(PROMPT)
Read through the material below and copy each line in which the word "UPDATABLE" occurs.

*** DATA FOR PROCESSING ***

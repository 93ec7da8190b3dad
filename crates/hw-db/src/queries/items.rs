//! Item list, lookup, create, update, and delete.
//!
//! Each function issues exactly one statement with positionally bound
//! parameters and runs in autocommit mode.

use hw_core::{Error, ItemId, Result};
use rusqlite::{Connection, ToSql};

use crate::models::{Item, ItemChanges, ItemColumn, NewItem};

/// Column list used in SELECT statements, in [`Item::from_row`] order.
pub const COLS: &str = "item_id,
    class_name, assignment_name, assignment_type, assignment_format,
    due_date, priority_rating, interest_level, relevance_level,
    description";

/// List every item in storage order.
pub fn list_items(conn: &Connection) -> Result<Vec<Item>> {
    let q = format!("SELECT {COLS} FROM Item");
    let mut stmt = conn.prepare(&q).map_err(|e| Error::database(e.to_string()))?;
    let rows = stmt
        .query_map([], Item::from_row)
        .map_err(|e| Error::database(e.to_string()))?
        .collect::<std::result::Result<Vec<_>, _>>()
        .map_err(|e| Error::database(e.to_string()))?;
    Ok(rows)
}

/// Get an item by ID.
pub fn get_item(conn: &Connection, id: ItemId) -> Result<Option<Item>> {
    let q = format!("SELECT {COLS} FROM Item WHERE item_id = ?1");
    let result = conn.query_row(&q, [id.get()], Item::from_row);
    match result {
        Ok(i) => Ok(Some(i)),
        Err(rusqlite::Error::QueryReturnedNoRows) => Ok(None),
        Err(e) => Err(Error::database(e.to_string())),
    }
}

/// Insert a row from the four create fields and return its generated key.
pub fn create_item(conn: &Connection, new: &NewItem) -> Result<ItemId> {
    conn.execute(
        "INSERT INTO Item (class_name, assignment_name, due_date, priority_rating)
         VALUES (?1, ?2, ?3, ?4)",
        rusqlite::params![
            new.class_name.as_deref(),
            new.assignment_name.as_deref(),
            new.due_date.as_deref(),
            new.priority_rating.as_deref(),
        ],
    )
    .map_err(|e| Error::database(e.to_string()))?;

    Ok(ItemId::from(conn.last_insert_rowid()))
}

fn update_sql() -> String {
    let assignments = ItemColumn::UPDATABLE
        .iter()
        .enumerate()
        .map(|(i, col)| format!("{} = ?{}", col.name(), i + 1))
        .collect::<Vec<_>>()
        .join(", ");
    format!(
        "UPDATE Item SET {assignments} WHERE item_id = ?{}",
        ItemColumn::UPDATABLE.len() + 1
    )
}

/// Overwrite every mutable column of an item.
///
/// Returns `false` when no row has `id`; that is not an error.
pub fn update_item(conn: &Connection, id: ItemId, changes: &ItemChanges) -> Result<bool> {
    let values: Vec<Option<&str>> = ItemColumn::UPDATABLE
        .iter()
        .map(|col| changes.get(*col))
        .collect();
    let raw_id = id.get();

    let mut params: Vec<&dyn ToSql> = Vec::with_capacity(values.len() + 1);
    for value in &values {
        params.push(value);
    }
    params.push(&raw_id);

    let n = conn
        .execute(&update_sql(), params.as_slice())
        .map_err(|e| Error::database(e.to_string()))?;
    Ok(n > 0)
}

/// Delete an item by ID.
///
/// Returns `false` when no row has `id`; that is not an error.
pub fn delete_item(conn: &Connection, id: ItemId) -> Result<bool> {
    let n = conn
        .execute("DELETE FROM Item WHERE item_id = ?1", [id.get()])
        .map_err(|e| Error::database(e.to_string()))?;
    Ok(n > 0)
}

*** End of DATA FOR PROCESSING ***

(TASK RESULT)
    let assignments = ItemColumn::UPDATABLE
        ItemColumn::UPDATABLE.len() + 1
    let values: Vec<Option<&str>> = ItemColumn::UPDATABLE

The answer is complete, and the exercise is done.